In the age of new technology, with customer expectations and behaviours changing can companies have any chance of meeting these new demands, let alone exceeding them?

It’s true that customer expectations and behaviours change quickly in a digital world, but meeting changing customer needs has always been part of doing business. I believe that it is futile to observe current consumer behaviour and then try to respond: customers change too quickly for that approach to succeed. Instead, I am convinced that successful digital businesses need to look to the future, and anticipate changing behaviours before they happen and design for that future.

Abraham Lincoln apparently said “the best way to predict the future is to invent it” and I totally agree with that thought. I recommend that established companies develop their digital DNA: the willingness to experiment with emerging technology, develop a point of view about the future, and then creatively generate a stream of new ideas to test and refine. Although we didn’t use such a formal methodology when we started, Shazam has always felt ahead of its time and stayed a leader in its field since innovation was an essential part of our DNA.

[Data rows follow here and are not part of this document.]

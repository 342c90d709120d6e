//! `pos-sync`: headless sync daemon and maintenance commands for the POS
//! terminal's offline store.

use anyhow::{bail, Context};
use clap::{Parser, Subcommand};
use serde_json::json;
use std::path::{Path, PathBuf};
use std::sync::Arc;
use tokio_util::sync::CancellationToken;
use tracing::{info, warn};

use pos_offline_sync::models::ConflictChoice;
use pos_offline_sync::network::Connectivity;
use pos_offline_sync::{catalog, db, logging, queue, storage};
use pos_offline_sync::{
    ConflictResolver, Engine, EventHub, HttpPosApi, PosApi, ProductSyncService, SyncConfig,
};

#[derive(Parser, Debug)]
#[command(name = "pos-sync", version, about = "Offline transaction sync for the POS terminal")]
struct Cli {
    /// Directory holding the local database and logs
    #[arg(long, env = "POS_SYNC_DATA_DIR")]
    data_dir: Option<PathBuf>,

    /// Emit console logs as JSON lines
    #[arg(long)]
    json_logs: bool,

    #[command(subcommand)]
    command: Option<Command>,
}

#[derive(Subcommand, Debug)]
enum Command {
    /// Run the sync daemon until interrupted (default)
    Run,
    /// Print queue, conflict and catalog cache status as JSON
    Status,
    /// Requeue failed transactions with a fresh retry budget
    Retry {
        /// Only this transaction
        #[arg(long)]
        id: Option<String>,
    },
    /// Resolve a conflicted transaction
    Resolve {
        local_id: String,
        #[arg(value_parser = parse_choice)]
        choice: ConflictChoice,
    },
    /// Download the full product catalog and images
    SyncCatalog,
    /// Delete every cached product, category and image
    ClearCatalog,
    /// Delete synced transactions from the local queue
    Prune,
    /// Store terminal credentials in the OS keyring
    Configure {
        /// Admin dashboard URL
        #[arg(long)]
        url: Option<String>,
        /// API key, or a connection string carrying URL, key and terminal id
        #[arg(long)]
        api_key: String,
        #[arg(long)]
        terminal_id: Option<String>,
    },
    /// Delete stored credentials
    Reset,
    /// Print version and build information
    About,
}

fn parse_choice(raw: &str) -> Result<ConflictChoice, String> {
    ConflictChoice::parse(raw).ok_or_else(|| format!("expected `local` or `server`, got `{raw}`"))
}

fn print_json(value: &serde_json::Value) -> anyhow::Result<()> {
    println!("{}", serde_json::to_string_pretty(value)?);
    Ok(())
}

fn http_api(config: &SyncConfig) -> anyhow::Result<Arc<dyn PosApi>> {
    let credentials = storage::load_credentials()
        .context("terminal is not configured; run `pos-sync configure` first")?;
    Ok(Arc::new(HttpPosApi::new(&credentials, config.request_timeout)?))
}

#[tokio::main]
async fn main() -> anyhow::Result<()> {
    let cli = Cli::parse();
    let data_dir = cli.data_dir.unwrap_or_else(logging::default_data_dir);
    let _log_guard = logging::init_logging(&data_dir, cli.json_logs)
        .context("failed to initialise logging")?;

    match cli.command.unwrap_or(Command::Run) {
        Command::Run => run_daemon(&data_dir).await,
        Command::Status => {
            let store = db::init(&data_dir)?;
            let conflicts: Vec<_> = queue::list_by_status(
                &store,
                pos_offline_sync::TransactionStatus::Conflict,
            )?
            .into_iter()
            .map(|txn| {
                json!({
                    "localId": txn.local_id,
                    "referenceNumber": txn.payload.reference_number,
                    "localTotal": txn.payload.totals.total,
                    "serverSnapshot": txn.server_snapshot,
                })
            })
            .collect();
            print_json(&json!({
                "queue": queue::counts(&store)?,
                "conflicts": conflicts,
                "catalog": catalog::stats(&store)?,
                "catalogSyncedAt": catalog::last_sync_time(&store)?,
                "configured": storage::is_configured(),
            }))
        }
        Command::Retry { id } => {
            let store = db::init(&data_dir)?;
            let reset = queue::reset_failed(&store, id.as_deref())?;
            if id.is_some() && reset == 0 {
                bail!("no failed transaction with that id");
            }
            println!("{reset} transaction(s) requeued");
            Ok(())
        }
        Command::Resolve { local_id, choice } => {
            let store = Arc::new(db::init(&data_dir)?);
            let config = SyncConfig::load(&store)?;
            let resolver = ConflictResolver::new(store, http_api(&config)?, EventHub::new());
            let outcome = resolver.resolve(&local_id, choice, None).await?;
            print_json(&serde_json::to_value(outcome.transaction())?)
        }
        Command::SyncCatalog => {
            let store = Arc::new(db::init(&data_dir)?);
            let config = SyncConfig::load(&store)?;
            let api = http_api(&config)?;
            let online = api.health().await.is_ok();
            let service = ProductSyncService::new(
                store,
                api,
                Connectivity::new(online),
                config.image_concurrency,
            );
            let result = service.sync_all().await;
            print_json(&serde_json::to_value(&result)?)?;
            if !result.success {
                bail!(result.error.unwrap_or_else(|| "catalog sync failed".into()));
            }
            Ok(())
        }
        Command::ClearCatalog => {
            let store = db::init(&data_dir)?;
            catalog::clear(&store)?;
            println!("catalog cache cleared");
            Ok(())
        }
        Command::Prune => {
            let store = db::init(&data_dir)?;
            let removed = queue::clear_synced(&store)?;
            println!("{removed} synced transaction(s) removed");
            Ok(())
        }
        Command::Configure {
            url,
            api_key,
            terminal_id,
        } => {
            storage::save_credentials(url.as_deref(), &api_key, terminal_id.as_deref())?;
            println!("credentials saved");
            Ok(())
        }
        Command::Reset => {
            storage::factory_reset()?;
            println!("credentials deleted");
            Ok(())
        }
        Command::About => print_json(&logging::about_info()),
    }
}

async fn run_daemon(data_dir: &Path) -> anyhow::Result<()> {
    let about = logging::about_info();
    info!(
        build = about["buildTimestamp"].as_str().unwrap_or_default(),
        git_sha = about["gitSha"].as_str().unwrap_or_default(),
        "Starting pos-sync v{}",
        env!("CARGO_PKG_VERSION")
    );

    let engine = Engine::open(data_dir, |config| {
        http_api(config).map_err(|e| pos_offline_sync::SyncError::NotConfigured(format!("{e:#}")))
    })?;

    let cancel = CancellationToken::new();
    let handles = engine.start(cancel.clone());

    tokio::signal::ctrl_c().await.context("failed to listen for Ctrl-C")?;
    if engine.sync.is_sync_in_progress() {
        warn!("Sync in progress; waiting for it to finish (press Ctrl-C again to exit now)");
    } else {
        info!("Shutting down");
    }
    cancel.cancel();

    let wait_all = async {
        for handle in handles {
            if let Err(e) = handle.await {
                warn!("background task ended abnormally: {e}");
            }
        }
    };
    tokio::select! {
        _ = wait_all => info!("pos-sync stopped"),
        _ = tokio::signal::ctrl_c() => warn!("Second interrupt; exiting without waiting for sync"),
    }
    Ok(())
}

You are fully engaged in FinTech and the financial services sector; can you give us an insight as to the future of banking and how cryptocurrency and blockchain will impact this space?

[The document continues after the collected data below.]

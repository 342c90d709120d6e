//! In-memory `PosApi` and fixtures shared by the unit tests.

use async_trait::async_trait;
use serde_json::{Map, Value};
use std::collections::{HashMap, VecDeque};
use std::sync::atomic::{AtomicBool, AtomicUsize, Ordering};
use std::sync::Mutex;
use std::time::Duration;

use crate::api::{CatalogProduct, CatalogSnapshot, CheckoutAck, ImageBlob, PosApi, ResolveRequest};
use crate::error::ApiError;
use crate::models::{LineItem, PaymentBreakdown, QueuedTransaction, Totals, TransactionPayload};

pub fn sample_payload(product_id: &str, quantity: f64, price: f64) -> TransactionPayload {
    let total = quantity * price;
    TransactionPayload {
        items: vec![LineItem {
            product_id: product_id.to_string(),
            name: None,
            quantity,
            price,
            discount: None,
        }],
        totals: Totals {
            subtotal: total,
            tax_amount: 0.0,
            tax_percent: None,
            discount: 0.0,
            total,
        },
        payment: PaymentBreakdown {
            method: "CASH".into(),
            amount_paid: total,
            cash_amount: Some(total),
            ..Default::default()
        },
        customer: None,
        reference_number: String::new(),
        extra: Map::new(),
    }
}

pub fn catalog_product(id: &str, name: &str, image_url: Option<&str>) -> CatalogProduct {
    CatalogProduct {
        id: id.into(),
        name: name.into(),
        sku: None,
        unit_price: 10.0,
        marked_price: None,
        current_stock: 5.0,
        unit: None,
        category: Some("General".into()),
        category_id: Some("c-general".into()),
        image_url: image_url.map(str::to_string),
        barcode: None,
    }
}

pub fn network_down() -> ApiError {
    ApiError::Network("Cannot reach admin dashboard at https://admin.test".into())
}

pub fn server_down() -> ApiError {
    ApiError::Server {
        status: 503,
        message: "Admin dashboard server error".into(),
    }
}

enum CheckoutStep {
    Accept,
    Reject(ApiError),
    /// Order is created server-side but the response never arrives.
    LoseResponse(ApiError),
}

/// Scripted server. Checkouts without a scripted outcome succeed, and the
/// same reference number always maps to the same server order.
#[derive(Default)]
pub struct FakePosApi {
    checkout_script: Mutex<VecDeque<CheckoutStep>>,
    validate_script: Mutex<VecDeque<Result<(), ApiError>>>,
    resolve_script: Mutex<VecDeque<Result<Value, ApiError>>>,
    catalog: Mutex<Option<Result<CatalogSnapshot, ApiError>>>,
    listing: Mutex<Option<Result<Vec<CatalogProduct>, ApiError>>>,
    images: Mutex<HashMap<String, Result<ImageBlob, ApiError>>>,
    health_down: AtomicBool,
    checkout_delay: Mutex<Option<Duration>>,
    catalog_delay: Mutex<Option<Duration>>,
    listing_delay: Mutex<Option<Duration>>,
    resolve_delay: Mutex<Option<Duration>>,

    /// Local ids in submission order.
    pub submitted: Mutex<Vec<String>>,
    pub validated: Mutex<Vec<String>>,
    pub resolutions: Mutex<Vec<ResolveRequest>>,
    /// Reference number -> server id, one entry per order created.
    pub orders: Mutex<HashMap<String, String>>,
    pub catalog_fetches: AtomicUsize,
    pub listing_fetches: AtomicUsize,
}

impl FakePosApi {
    pub fn new() -> Self {
        Self::default()
    }

    pub fn push_checkout(&self, outcome: Result<(), ApiError>) {
        let step = match outcome {
            Ok(()) => CheckoutStep::Accept,
            Err(e) => CheckoutStep::Reject(e),
        };
        self.checkout_script.lock().unwrap().push_back(step);
    }

    pub fn push_checkout_lost_response(&self, error: ApiError) {
        self.checkout_script
            .lock()
            .unwrap()
            .push_back(CheckoutStep::LoseResponse(error));
    }

    pub fn push_validate(&self, outcome: Result<(), ApiError>) {
        self.validate_script.lock().unwrap().push_back(outcome);
    }

    pub fn push_resolve(&self, outcome: Result<Value, ApiError>) {
        self.resolve_script.lock().unwrap().push_back(outcome);
    }

    pub fn set_catalog(&self, outcome: Result<CatalogSnapshot, ApiError>) {
        *self.catalog.lock().unwrap() = Some(outcome);
    }

    pub fn set_listing(&self, outcome: Result<Vec<CatalogProduct>, ApiError>) {
        *self.listing.lock().unwrap() = Some(outcome);
    }

    pub fn set_image(&self, url: &str, outcome: Result<ImageBlob, ApiError>) {
        self.images.lock().unwrap().insert(url.to_string(), outcome);
    }

    pub fn set_health_down(&self, down: bool) {
        self.health_down.store(down, Ordering::SeqCst);
    }

    pub fn set_checkout_delay(&self, delay: Duration) {
        *self.checkout_delay.lock().unwrap() = Some(delay);
    }

    pub fn set_catalog_delay(&self, delay: Duration) {
        *self.catalog_delay.lock().unwrap() = Some(delay);
    }

    pub fn set_listing_delay(&self, delay: Duration) {
        *self.listing_delay.lock().unwrap() = Some(delay);
    }

    pub fn set_resolve_delay(&self, delay: Duration) {
        *self.resolve_delay.lock().unwrap() = Some(delay);
    }

    pub fn submitted(&self) -> Vec<String> {
        self.submitted.lock().unwrap().clone()
    }

    pub fn order_count(&self) -> usize {
        self.orders.lock().unwrap().len()
    }
}

#[async_trait]
impl PosApi for FakePosApi {
    async fn checkout(&self, txn: &QueuedTransaction) -> Result<CheckoutAck, ApiError> {
        self.submitted.lock().unwrap().push(txn.local_id.clone());
        let delay = *self.checkout_delay.lock().unwrap();
        if let Some(delay) = delay {
            tokio::time::sleep(delay).await;
        }
        let step = self
            .checkout_script
            .lock()
            .unwrap()
            .pop_front()
            .unwrap_or(CheckoutStep::Accept);
        let lost = match step {
            CheckoutStep::Reject(e) => return Err(e),
            CheckoutStep::LoseResponse(e) => Some(e),
            CheckoutStep::Accept => None,
        };
        let mut orders = self.orders.lock().unwrap();
        let next = format!("srv-{}", orders.len() + 1);
        let server_id = orders
            .entry(txn.reference_number().to_string())
            .or_insert(next)
            .clone();
        if let Some(e) = lost {
            return Err(e);
        }
        Ok(CheckoutAck {
            server_id,
            receipt_number: Some(txn.reference_number().to_string()),
        })
    }

    async fn validate_transaction(&self, payload: &TransactionPayload) -> Result<(), ApiError> {
        self.validated
            .lock()
            .unwrap()
            .push(payload.reference_number.clone());
        self.validate_script
            .lock()
            .unwrap()
            .pop_front()
            .unwrap_or(Ok(()))
    }

    async fn resolve_conflict(&self, request: &ResolveRequest) -> Result<Value, ApiError> {
        self.resolutions.lock().unwrap().push(request.clone());
        let delay = *self.resolve_delay.lock().unwrap();
        if let Some(delay) = delay {
            tokio::time::sleep(delay).await;
        }
        self.resolve_script
            .lock()
            .unwrap()
            .pop_front()
            .unwrap_or(Ok(Value::Null))
    }

    async fn fetch_catalog(&self) -> Result<CatalogSnapshot, ApiError> {
        self.catalog_fetches.fetch_add(1, Ordering::SeqCst);
        let delay = *self.catalog_delay.lock().unwrap();
        if let Some(delay) = delay {
            tokio::time::sleep(delay).await;
        }
        self.catalog
            .lock()
            .unwrap()
            .clone()
            .unwrap_or_else(|| Ok(CatalogSnapshot {
                products: Vec::new(),
                synced_at: None,
            }))
    }

    async fn list_products(
        &self,
        _search: Option<&str>,
        _category_id: Option<&str>,
    ) -> Result<Vec<CatalogProduct>, ApiError> {
        self.listing_fetches.fetch_add(1, Ordering::SeqCst);
        let delay = *self.listing_delay.lock().unwrap();
        if let Some(delay) = delay {
            tokio::time::sleep(delay).await;
        }
        self.listing.lock().unwrap().clone().unwrap_or(Ok(Vec::new()))
    }

    async fn fetch_image(&self, url: &str) -> Result<ImageBlob, ApiError> {
        self.images
            .lock()
            .unwrap()
            .get(url)
            .cloned()
            .unwrap_or_else(|| Err(ApiError::Server {
                status: 404,
                message: format!("Image download failed for {url}"),
            }))
    }

    async fn health(&self) -> Result<Duration, ApiError> {
        if self.health_down.load(Ordering::SeqCst) {
            Err(network_down())
        } else {
            Ok(Duration::from_millis(12))
        }
    }
}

Banks and Financial Services companies are definitely becoming more digital across the board. However, having worked in banking as Head of Innovation at Virgin Money, I think changes will happen slower than some people expect. In my experience, most large banks in the UK are playing catch-up with their core digital operations. It is absolutely true that banks are becoming more digital over time, but I would not call that truly innovative.

In particular, with blockchain technology and cryptocurrencies, I sense a lot of misinformation, fear, and sometimes ignorance. I see a similar pattern to the early days of the internet, when new players experimented with nascent technology before standards were well established. In those days there were already some large technology companies, many of whom are no longer leaders today.

In the blockchain and cryptocurrency space, I suspect that in the future we will have companies as vital as Visa or Mastercard which we have never heard of today. I also think that today’s big technology companies will have a much better chance, and much greater ability, to shape the future of financial services than some of the big banks today.

So in the short term, the future of banking will look strangely similar to today, but in 15 or 20 years it will be unrecognisable. I have invested in a cryptocurrency trading company called Magic Carpet AI which is using leading-edge Artificial Intelligence to trade across a range of cryptocurrencies. I am also looking closely at a number of blockchain investments in financial services and other industries. Being an active angel investor helps me to look ahead to how this space will evolve and play a role in shaping it!